→ **BRIEF**:
Copy each line of the entries beneath that contains the word "your".

→ **EXCERPTED DATA**:
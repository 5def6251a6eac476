//! # Badgekit Core Library
//!
//! Badge, deep-link and configuration generation for MCP servers and other
//! published artifacts.
//!
//! ## Modules
//!
//! - `domain` - MCP server configuration model and the editable form it is built from
//! - `service` - Config builder, input resolver, multi-target encoder, README generator, importer
//! - `shields` - shields.io badge URL and Markdown primitives
//! - `catalog` - Badges for extensions, packages, repositories and profiles
//! - `error` - Validation and import errors

pub mod catalog;
pub mod domain;
pub mod error;
pub mod service;
pub mod shields;

// Re-export commonly used types
pub use domain::*;
pub use error::{ImportError, ValidationError};
pub use service::*;
pub use shields::{Badge, BadgeStyle};
use indexmap::IndexMap;
use serde::{Deserialize, Serialize};

/// Ordered string map used for env vars and HTTP headers.
///
/// Insertion order is kept so that emitted JSON follows the order the user
/// declared the fields in.
pub type FieldMap = IndexMap<String, String>;

/// How a host application reaches one MCP server.
#[derive(Debug, Clone, PartialEq, Eq)]
pub enum ServerTransport {
    /// Remote server via Streamable HTTP
    Http { url: String, headers: FieldMap },
    /// Local process via stdio (docker, npx, uvx, dnx or a local executable)
    Stdio {
        command: String,
        args: Vec<String>,
        env: FieldMap,
    },
}

impl ServerTransport {
    pub fn is_http(&self) -> bool {
        matches!(self, ServerTransport::Http { .. })
    }

    /// Command for stdio transports, `None` for HTTP.
    pub fn command(&self) -> Option<&str> {
        match self {
            ServerTransport::Stdio { command, .. } => Some(command.as_str()),
            ServerTransport::Http { .. } => None,
        }
    }

    pub fn args(&self) -> &[String] {
        match self {
            ServerTransport::Stdio { args, .. } => args,
            ServerTransport::Http { .. } => &[],
        }
    }
}

/// Kind of prompt a host shows for an input.
#[derive(Debug, Clone, Copy, PartialEq, Eq, Default, Serialize, Deserialize)]
#[serde(rename_all = "camelCase")]
pub enum InputKind {
    #[default]
    PromptString,
}

/// Root-level `inputs` entry; the host prompts for it and substitutes
/// every `${input:<id>}` placeholder with the answer.
///
/// Field order is significant: `id`, `type`, `description`, `password`.
#[derive(Debug, Clone, PartialEq, Eq, Serialize, Deserialize)]
pub struct SecretInput {
    pub id: String,

    #[serde(rename = "type", default)]
    pub kind: InputKind,

    #[serde(default)]
    pub description: String,

    #[serde(default, skip_serializing_if = "is_false")]
    pub password: bool,
}

impl SecretInput {
    pub fn new(id: impl Into<String>, description: impl Into<String>, password: bool) -> Self {
        Self {
            id: id.into(),
            kind: InputKind::PromptString,
            description: description.into(),
            password,
        }
    }
}

fn is_false(value: &bool) -> bool {
    !*value
}

/// One fully built MCP server description.
///
/// Rebuilt wholesale from the form on every change and never mutated
/// afterwards. `inputs` is `None` when the server declares no inputs; an
/// empty list is never stored so the `inputs` key is omitted on output.
#[derive(Debug, Clone, PartialEq, Eq)]
pub struct ConfigurationModel {
    pub server_name: String,
    pub transport: ServerTransport,
    pub inputs: Option<Vec<SecretInput>>,
}

impl ConfigurationModel {
    /// Serializable view of the server entry.
    ///
    /// `with_name` embeds `name` as the first key (CLI, Cursor, LM Studio);
    /// `with_inputs` appends the `inputs` list (one-click install payloads).
    pub fn entry(&self, with_name: bool, with_inputs: bool) -> ServerEntry<'_> {
        let name = with_name.then_some(self.server_name.as_str());
        let inputs = if with_inputs {
            self.inputs.as_deref()
        } else {
            None
        };

        match &self.transport {
            ServerTransport::Http { url, headers } => ServerEntry {
                name,
                kind: Some("http"),
                url: Some(url.as_str()),
                headers: (!headers.is_empty()).then_some(headers),
                command: None,
                args: None,
                env: None,
                inputs,
            },
            ServerTransport::Stdio { command, args, env } => ServerEntry {
                name,
                kind: None,
                url: None,
                headers: None,
                command: Some(command.as_str()),
                args: Some(args.as_slice()),
                env: Some(env),
                inputs,
            },
        }
    }

    /// The `mcp.json` document: root `inputs` (when present) then `servers`.
    pub fn document(&self) -> McpDocument<'_> {
        let mut servers = IndexMap::new();
        servers.insert(self.server_name.as_str(), self.entry(false, false));
        McpDocument {
            inputs: self.inputs.as_deref(),
            servers,
        }
    }
}

/// Borrowed JSON shape of a server entry.
#[derive(Debug, Serialize)]
pub struct ServerEntry<'a> {
    #[serde(skip_serializing_if = "Option::is_none")]
    pub name: Option<&'a str>,

    #[serde(rename = "type", skip_serializing_if = "Option::is_none")]
    pub kind: Option<&'static str>,

    #[serde(skip_serializing_if = "Option::is_none")]
    pub url: Option<&'a str>,

    #[serde(skip_serializing_if = "Option::is_none")]
    pub headers: Option<&'a FieldMap>,

    #[serde(skip_serializing_if = "Option::is_none")]
    pub command: Option<&'a str>,

    #[serde(skip_serializing_if = "Option::is_none")]
    pub args: Option<&'a [String]>,

    #[serde(skip_serializing_if = "Option::is_none")]
    pub env: Option<&'a FieldMap>,

    #[serde(skip_serializing_if = "Option::is_none")]
    pub inputs: Option<&'a [SecretInput]>,
}

/// Borrowed JSON shape of a whole `mcp.json` file.
#[derive(Debug, Serialize)]
pub struct McpDocument<'a> {
    #[serde(skip_serializing_if = "Option::is_none")]
    pub inputs: Option<&'a [SecretInput]>,
    pub servers: IndexMap<&'a str, ServerEntry<'a>>,
}
//! Markdown generators
//!
//! Top-level entry points driven by the form: the badge row and the README
//! installation section. A form that is not ready yet (no server name, no
//! package, ...) renders as the empty string.

use indexmap::IndexMap;
use serde::Serialize;
use tracing::debug;

use crate::domain::{ConfigurationModel, ServerEntry, ServerForm};

use super::builder::build_config;
use super::encoder::{
    cli_command, deep_link, encode, mcp_json, pretty_json, EncodedArtifact, Platform, Target,
};
use super::options::BadgeOptions;

/// `~/.cursor/mcp.json` shape
#[derive(Serialize)]
struct CursorDocument<'a> {
    #[serde(rename = "mcpServers")]
    mcp_servers: IndexMap<&'a str, ServerEntry<'a>>,
}

fn ready_model(form: &ServerForm) -> Option<ConfigurationModel> {
    if form.server_name.trim().is_empty() {
        debug!("No server name yet, nothing to render");
        return None;
    }
    match build_config(form) {
        Ok(model) => Some(model),
        Err(e) => {
            debug!(server = %form.server_name, "Form not ready: {}", e);
            None
        }
    }
}

/// Space-separated install badges for every selected badge platform.
pub fn generate_badges_markdown(form: &ServerForm, options: &BadgeOptions) -> String {
    ready_model(form)
        .map(|model| badge_row(&model, options))
        .unwrap_or_default()
}

/// Full README installation section for the form.
pub fn generate_readme(form: &ServerForm, options: &BadgeOptions) -> String {
    ready_model(form)
        .map(|model| readme_section(&model, options))
        .unwrap_or_default()
}

/// Badge row for an already built model.
pub fn badge_row(model: &ConfigurationModel, options: &BadgeOptions) -> String {
    options
        .badge_platforms()
        .into_iter()
        .map(|platform| encode(model, options, Target::from(platform)))
        .filter(|artifact| !artifact.is_empty())
        .map(|artifact| artifact.render())
        .collect::<Vec<_>>()
        .join(" ")
}

/// README installation section for an already built model.
///
/// Badge row first, then one subsection per README platform, then the
/// manual `mcp.json` block when enabled.
pub fn readme_section(model: &ConfigurationModel, options: &BadgeOptions) -> String {
    let mut blocks = vec!["## Installation".to_string()];

    let badges = badge_row(model, options);
    if !badges.is_empty() {
        blocks.push(badges);
    }

    for platform in options.readme_platforms() {
        blocks.push(format!("### {}", platform.display_name()));
        blocks.extend(platform_instructions(model, options, platform));
    }

    if options.include_manual_config {
        blocks.push("### Manual configuration".to_string());
        blocks.push("Add the following to your `mcp.json`:".to_string());
        blocks.push(fenced("json", &mcp_json(model)));
    }

    let mut readme = blocks.join("\n\n");
    readme.push('\n');
    readme
}

fn platform_instructions(
    model: &ConfigurationModel,
    options: &BadgeOptions,
    platform: Platform,
) -> Vec<String> {
    let has_badge = options.badge_enabled(platform)
        && !encode(model, options, Target::from(platform)).is_empty();
    let badge_hint = |action: &str| {
        if has_badge {
            format!(
                "Click the **{}** badge above, or {}:",
                platform.install_label(),
                action
            )
        } else {
            format!("{}:", capitalize(action))
        }
    };

    match platform {
        Platform::VsCode | Platform::VsCodeInsiders => {
            let insiders = platform == Platform::VsCodeInsiders;
            match cli_command(model, insiders) {
                Some(command) => vec![badge_hint("run"), fenced("bash", &command)],
                None => vec![
                    badge_hint("add the server to `.vscode/mcp.json` in your workspace"),
                    fenced("json", &mcp_json(model)),
                ],
            }
        }
        Platform::VisualStudio => vec![
            link_line(model, platform),
            "Or add the server to `.mcp.json` in your solution directory using the manual configuration below.".to_string(),
        ],
        Platform::Cursor => {
            let mut servers = IndexMap::new();
            servers.insert(model.server_name.as_str(), model.entry(false, false));
            let document = CursorDocument {
                mcp_servers: servers,
            };
            vec![
                link_line(model, platform),
                "Or add the following to `~/.cursor/mcp.json`:".to_string(),
                fenced("json", &pretty_json(&document)),
            ]
        }
        Platform::LmStudio => vec![link_line(model, platform)],
        Platform::Goose => match deep_link(model, platform) {
            Some(_) => vec![link_line(model, platform)],
            None => vec![
                "Goose one-click install supports command-based servers only; add this server with `goose configure`.".to_string(),
            ],
        },
    }
}

fn link_line(model: &ConfigurationModel, platform: Platform) -> String {
    match deep_link(model, platform) {
        Some(link) => format!("[{}]({})", platform.install_label(), link),
        None => String::new(),
    }
}

fn fenced(language: &str, body: &str) -> String {
    format!("```{}\n{}\n```", language, body)
}

fn capitalize(text: &str) -> String {
    let mut chars = text.chars();
    match chars.next() {
        Some(first) => first.to_uppercase().chain(chars).collect(),
        None => String::new(),
    }
}

/// Text for one target, used by callers that only want a single artifact.
pub fn render_target(form: &ServerForm, options: &BadgeOptions, target: Target) -> String {
    ready_model(form)
        .map(|model| encode(&model, options, target))
        .map(|artifact: EncodedArtifact| artifact.render())
        .unwrap_or_default()
}
//! Config builder
//!
//! Turns a [`ServerForm`] into a [`ConfigurationModel`]. Argument shaping per
//! transport kind must match what VS Code, Cursor and friends expect:
//!
//! | kind   | command  | args                                                        | env          |
//! |--------|----------|-------------------------------------------------------------|--------------|
//! | docker | `docker` | `run -i --rm <dynamic> (-e KEY[=VALUE])* <image>`          | always `{}`  |
//! | npx    | `npx`    | `-y <package> <dynamic>`                                    | env map      |
//! | uvx    | `uvx`    | `[--from <from>] <package> <dynamic>`                       | env map      |
//! | dnx    | `dnx`    | `<package> --yes <dynamic>`                                 | env map      |
//! | local  | command  | `<comma-separated args> <dynamic>`                          | env map      |
//!
//! HTTP servers carry `url` and `headers` and never env vars.

use tracing::debug;

use crate::domain::{
    ConfigurationModel, DynamicArg, FieldBinding, FieldMap, ServerForm, ServerTransport,
    TransportFields,
};
use crate::error::ValidationError;

use super::inputs::{binding_value, resolve_inputs};

/// Build the configuration model for a form.
///
/// Fails only when a required field (server name, url, image, package,
/// command) is blank.
pub fn build_config(form: &ServerForm) -> Result<ConfigurationModel, ValidationError> {
    let server_name = form.server_name.trim();
    if server_name.is_empty() {
        return Err(ValidationError::MissingServerName);
    }

    let transport = build_transport(form)?;
    let inputs = match &transport {
        ServerTransport::Http { .. } => resolve_inputs(&form.headers, &[], &form.inputs),
        ServerTransport::Stdio { .. } => resolve_inputs(&[], &form.env, &form.inputs),
    };

    debug!(
        server = %server_name,
        kind = %form.transport.kind(),
        inputs = inputs.as_ref().map_or(0, Vec::len),
        "Built server configuration"
    );

    Ok(ConfigurationModel {
        server_name: server_name.to_string(),
        transport,
        inputs,
    })
}

fn build_transport(form: &ServerForm) -> Result<ServerTransport, ValidationError> {
    let dynamic = dynamic_args(&form.args);

    let (command, args, env): (String, Vec<String>, FieldMap) = match &form.transport {
        TransportFields::Http { url } => {
            return Ok(ServerTransport::Http {
                url: required("url", url)?,
                headers: field_map(&form.headers),
            });
        }
        TransportFields::Docker { image } => {
            let image = required("image", image)?;
            let args = ["run", "-i", "--rm"]
                .into_iter()
                .map(String::from)
                .chain(dynamic)
                .chain(docker_env_args(&form.env))
                .chain(std::iter::once(image))
                .collect();
            // Docker receives env vars through `-e`, the env object stays empty
            ("docker".to_string(), args, FieldMap::new())
        }
        TransportFields::Npx { package } => {
            let package = required("package", package)?;
            let args = vec!["-y".to_string(), package]
                .into_iter()
                .chain(dynamic)
                .collect();
            ("npx".to_string(), args, field_map(&form.env))
        }
        TransportFields::Uvx { package, from } => {
            let package = required("package", package)?;
            let from = from
                .as_deref()
                .map(str::trim)
                .filter(|from| !from.is_empty());
            let prefix = match from {
                Some(from) => vec!["--from".to_string(), from.to_string(), package],
                None => vec![package],
            };
            let args = prefix.into_iter().chain(dynamic).collect();
            ("uvx".to_string(), args, field_map(&form.env))
        }
        TransportFields::Dnx { package } => {
            let package = required("package", package)?;
            let args = vec![package, "--yes".to_string()]
                .into_iter()
                .chain(dynamic)
                .collect();
            ("dnx".to_string(), args, field_map(&form.env))
        }
        TransportFields::Local { command, args } => {
            let command = required("command", command)?;
            let args = split_comma_args(args).chain(dynamic).collect();
            (command, args, field_map(&form.env))
        }
    };

    Ok(ServerTransport::Stdio { command, args, env })
}

fn required(field: &'static str, value: &str) -> Result<String, ValidationError> {
    let value = value.trim();
    if value.is_empty() {
        Err(ValidationError::MissingField(field))
    } else {
        Ok(value.to_string())
    }
}

/// `[flag, value]` pairs; the value is omitted when empty.
fn dynamic_args(args: &[DynamicArg]) -> impl Iterator<Item = String> + '_ {
    args.iter()
        .filter(|arg| !arg.flag.trim().is_empty())
        .flat_map(|arg| {
            let value = (!arg.value.is_empty()).then(|| arg.value.clone());
            std::iter::once(arg.flag.trim().to_string()).chain(value)
        })
}

/// `-e KEY=VALUE` for literals, bare `-e KEY` for secrets and empty values.
///
/// Secret values are never written into args; the matching input is still
/// declared at the root so the host prompts for it. Nothing in the document
/// maps that input onto the bare `-e KEY`, and `env` stays `{}`, so `KEY`
/// must already be set in the environment the host launches docker from.
fn docker_env_args(env: &[FieldBinding]) -> impl Iterator<Item = String> + '_ {
    env.iter().filter(|b| !b.is_blank()).flat_map(|binding| {
        let key = binding.key.trim();
        let pair = if binding.password || binding.value.is_empty() {
            key.to_string()
        } else {
            format!("{}={}", key, binding.value)
        };
        ["-e".to_string(), pair]
    })
}

fn field_map(bindings: &[FieldBinding]) -> FieldMap {
    bindings
        .iter()
        .filter(|b| !b.is_blank())
        .map(|b| (b.key.trim().to_string(), binding_value(b)))
        .collect()
}

fn split_comma_args(args: &str) -> impl Iterator<Item = String> + '_ {
    args.split(',')
        .map(str::trim)
        .filter(|arg| !arg.is_empty())
        .map(String::from)
}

→ **SOLUTION TO THIS EXERCISE**:
        blocks.push("Add the following to your `mcp.json`:".to_string());
                    badge_hint("add the server to `.vscode/mcp.json` in your workspace"),
            "Or add the server to `.mcp.json` in your solution directory using the manual configuration below.".to_string(),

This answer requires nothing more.